*DATA FOR PROCESSING:*
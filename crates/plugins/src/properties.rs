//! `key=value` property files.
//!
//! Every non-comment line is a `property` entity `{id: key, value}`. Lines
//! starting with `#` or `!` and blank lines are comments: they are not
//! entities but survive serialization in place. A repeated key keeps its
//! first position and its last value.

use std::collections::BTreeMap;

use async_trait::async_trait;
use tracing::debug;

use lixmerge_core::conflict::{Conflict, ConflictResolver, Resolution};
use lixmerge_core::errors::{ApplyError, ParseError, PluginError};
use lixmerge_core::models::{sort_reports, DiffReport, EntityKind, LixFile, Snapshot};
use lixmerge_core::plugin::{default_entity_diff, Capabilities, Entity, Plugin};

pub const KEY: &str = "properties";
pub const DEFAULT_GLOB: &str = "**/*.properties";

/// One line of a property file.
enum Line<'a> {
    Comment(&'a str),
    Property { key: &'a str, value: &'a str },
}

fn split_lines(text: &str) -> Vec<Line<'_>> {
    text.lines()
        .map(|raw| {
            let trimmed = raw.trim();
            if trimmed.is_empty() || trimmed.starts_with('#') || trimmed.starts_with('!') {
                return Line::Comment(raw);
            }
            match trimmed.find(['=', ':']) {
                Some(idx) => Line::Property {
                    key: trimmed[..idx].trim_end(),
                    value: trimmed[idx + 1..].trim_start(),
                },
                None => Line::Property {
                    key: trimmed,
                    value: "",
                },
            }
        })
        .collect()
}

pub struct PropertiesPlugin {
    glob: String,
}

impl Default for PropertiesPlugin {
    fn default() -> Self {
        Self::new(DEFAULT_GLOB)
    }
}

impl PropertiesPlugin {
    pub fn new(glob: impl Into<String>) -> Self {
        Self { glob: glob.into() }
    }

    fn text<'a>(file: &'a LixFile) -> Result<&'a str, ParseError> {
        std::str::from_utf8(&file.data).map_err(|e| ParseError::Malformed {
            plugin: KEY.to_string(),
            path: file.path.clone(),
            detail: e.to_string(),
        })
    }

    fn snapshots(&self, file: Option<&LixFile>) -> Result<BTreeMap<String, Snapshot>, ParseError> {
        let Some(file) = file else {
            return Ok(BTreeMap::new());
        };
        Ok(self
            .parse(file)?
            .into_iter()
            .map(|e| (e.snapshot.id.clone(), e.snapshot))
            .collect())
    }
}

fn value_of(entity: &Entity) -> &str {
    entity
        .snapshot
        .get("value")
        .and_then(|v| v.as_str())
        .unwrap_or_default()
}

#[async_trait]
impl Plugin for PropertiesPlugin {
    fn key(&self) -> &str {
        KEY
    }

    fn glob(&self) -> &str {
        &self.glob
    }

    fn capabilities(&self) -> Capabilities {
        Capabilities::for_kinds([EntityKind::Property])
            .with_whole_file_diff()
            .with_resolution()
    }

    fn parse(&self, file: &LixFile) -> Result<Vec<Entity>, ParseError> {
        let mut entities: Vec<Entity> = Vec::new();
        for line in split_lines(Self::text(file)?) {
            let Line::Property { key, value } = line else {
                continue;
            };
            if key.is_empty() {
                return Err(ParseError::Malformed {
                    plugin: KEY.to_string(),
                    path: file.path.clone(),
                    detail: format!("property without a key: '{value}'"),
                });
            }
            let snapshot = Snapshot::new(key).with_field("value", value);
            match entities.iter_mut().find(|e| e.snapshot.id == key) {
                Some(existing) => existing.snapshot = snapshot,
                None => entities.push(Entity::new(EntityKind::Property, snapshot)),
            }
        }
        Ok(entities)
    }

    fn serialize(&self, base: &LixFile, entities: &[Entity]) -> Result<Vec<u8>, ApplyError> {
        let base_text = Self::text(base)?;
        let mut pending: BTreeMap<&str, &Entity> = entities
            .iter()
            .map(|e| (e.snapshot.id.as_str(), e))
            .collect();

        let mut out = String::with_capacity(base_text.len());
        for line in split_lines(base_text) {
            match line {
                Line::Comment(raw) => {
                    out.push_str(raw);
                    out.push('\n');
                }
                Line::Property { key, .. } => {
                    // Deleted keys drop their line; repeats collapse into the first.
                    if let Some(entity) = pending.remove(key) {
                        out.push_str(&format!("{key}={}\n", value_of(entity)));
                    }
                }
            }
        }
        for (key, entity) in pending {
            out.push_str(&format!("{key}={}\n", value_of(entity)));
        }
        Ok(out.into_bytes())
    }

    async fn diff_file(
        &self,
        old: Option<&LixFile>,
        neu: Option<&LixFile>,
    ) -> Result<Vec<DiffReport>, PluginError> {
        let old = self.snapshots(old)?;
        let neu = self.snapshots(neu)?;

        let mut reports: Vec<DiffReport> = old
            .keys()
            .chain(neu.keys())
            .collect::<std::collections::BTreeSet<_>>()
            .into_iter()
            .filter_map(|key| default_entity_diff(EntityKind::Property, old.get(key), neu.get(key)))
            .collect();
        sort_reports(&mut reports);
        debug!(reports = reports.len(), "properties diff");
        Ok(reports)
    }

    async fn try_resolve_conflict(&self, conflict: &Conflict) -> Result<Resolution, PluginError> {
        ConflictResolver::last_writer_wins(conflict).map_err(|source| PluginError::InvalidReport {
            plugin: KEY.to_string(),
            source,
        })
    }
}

*REQUIRED ACTION:* Using the listing above, reproduce each line without omission.

*WRITTEN ANSWER:*
filename crates/plugins/src/properties.rs
//! `key=value` property files.
//!
//! Every non-comment line is a `property` entity `{id: key, value}`. Lines
//! starting with `#` or `!` and blank lines are comments: they are not
//! entities but survive serialization in place. A repeated key keeps its
//! first position and its last value.

use std::collections::BTreeMap;

use async_trait::async_trait;
use tracing::debug;

use lixmerge_core::conflict::{Conflict, ConflictResolver, Resolution};
use lixmerge_core::errors::{ApplyError, ParseError, PluginError};
use lixmerge_core::models::{sort_reports, DiffReport, EntityKind, LixFile, Snapshot};
use lixmerge_core::plugin::{default_entity_diff, Capabilities, Entity, Plugin};

pub const KEY: &str = "properties";
pub const DEFAULT_GLOB: &str = "**/*.properties";

/// One line of a property file.
enum Line<'a> {
    Comment(&'a str),
    Property { key: &'a str, value: &'a str },
}

fn split_lines(text: &str) -> Vec<Line<'_>> {
    text.lines()
        .map(|raw| {
            let trimmed = raw.trim();
            if trimmed.is_empty() || trimmed.starts_with('#') || trimmed.starts_with('!') {
                return Line::Comment(raw);
            }
            match trimmed.find(['=', ':']) {
                Some(idx) => Line::Property {
                    key: trimmed[..idx].trim_end(),
                    value: trimmed[idx + 1..].trim_start(),
                },
                None => Line::Property {
                    key: trimmed,
                    value: "",
                },
            }
        })
        .collect()
}

pub struct PropertiesPlugin {
    glob: String,
}

impl Default for PropertiesPlugin {
    fn default() -> Self {
        Self::new(DEFAULT_GLOB)
    }
}

impl PropertiesPlugin {
    pub fn new(glob: impl Into<String>) -> Self {
        Self { glob: glob.into() }
    }

    fn text<'a>(file: &'a LixFile) -> Result<&'a str, ParseError> {
        std::str::from_utf8(&file.data).map_err(|e| ParseError::Malformed {
            plugin: KEY.to_string(),
            path: file.path.clone(),
            detail: e.to_string(),
        })
    }

    fn snapshots(&self, file: Option<&LixFile>) -> Result<BTreeMap<String, Snapshot>, ParseError> {
        let Some(file) = file else {
            return Ok(BTreeMap::new());
        };
        Ok(self
            .parse(file)?
            .into_iter()
            .map(|e| (e.snapshot.id.clone(), e.snapshot))
            .collect())
    }
}

fn value_of(entity: &Entity) -> &str {
    entity
        .snapshot
        .get("value")
        .and_then(|v| v.as_str())
        .unwrap_or_default()
}

#[async_trait]
impl Plugin for PropertiesPlugin {
    fn key(&self) -> &str {
        KEY
    }

    fn glob(&self) -> &str {
        &self.glob
    }

    fn capabilities(&self) -> Capabilities {
        Capabilities::for_kinds([EntityKind::Property])
            .with_whole_file_diff()
            .with_resolution()
    }

    fn parse(&self, file: &LixFile) -> Result<Vec<Entity>, ParseError> {
        let mut entities: Vec<Entity> = Vec::new();
        for line in split_lines(Self::text(file)?) {
            let Line::Property { key, value } = line else {
                continue;
            };
            if key.is_empty() {
                return Err(ParseError::Malformed {
                    plugin: KEY.to_string(),
                    path: file.path.clone(),
                    detail: format!("property without a key: '{value}'"),
                });
            }
            let snapshot = Snapshot::new(key).with_field("value", value);
            match entities.iter_mut().find(|e| e.snapshot.id == key) {
                Some(existing) => existing.snapshot = snapshot,
                None => entities.push(Entity::new(EntityKind::Property, snapshot)),
            }
        }
        Ok(entities)
    }

    fn serialize(&self, base: &LixFile, entities: &[Entity]) -> Result<Vec<u8>, ApplyError> {
        let base_text = Self::text(base)?;
        let mut pending: BTreeMap<&str, &Entity> = entities
            .iter()
            .map(|e| (e.snapshot.id.as_str(), e))
            .collect();

        let mut out = String::with_capacity(base_text.len());
        for line in split_lines(base_text) {
            match line {
                Line::Comment(raw) => {
                    out.push_str(raw);
                    out.push('\n');
                }
                Line::Property { key, .. } => {
                    // Deleted keys drop their line; repeats collapse into the first.
                    if let Some(entity) = pending.remove(key) {
                        out.push_str(&format!("{key}={}\n", value_of(entity)));
                    }
                }
            }
        }
        for (key, entity) in pending {
            out.push_str(&format!("{key}={}\n", value_of(entity)));
        }
        Ok(out.into_bytes())
    }

    async fn diff_file(
        &self,
        old: Option<&LixFile>,
        neu: Option<&LixFile>,
    ) -> Result<Vec<DiffReport>, PluginError> {
        let old = self.snapshots(old)?;
        let neu = self.snapshots(neu)?;

        let mut reports: Vec<DiffReport> = old
            .keys()
            .chain(neu.keys())
            .collect::<std::collections::BTreeSet<_>>()
            .into_iter()
            .filter_map(|key| default_entity_diff(EntityKind::Property, old.get(key), neu.get(key)))
            .collect();
        sort_reports(&mut reports);
        debug!(reports = reports.len(), "properties diff");
        Ok(reports)
    }

    async fn try_resolve_conflict(&self, conflict: &Conflict) -> Result<Resolution, PluginError> {
        ConflictResolver::last_writer_wins(conflict).map_err(|source| PluginError::InvalidReport {
            plugin: KEY.to_string(),
            source,
        })
    }
}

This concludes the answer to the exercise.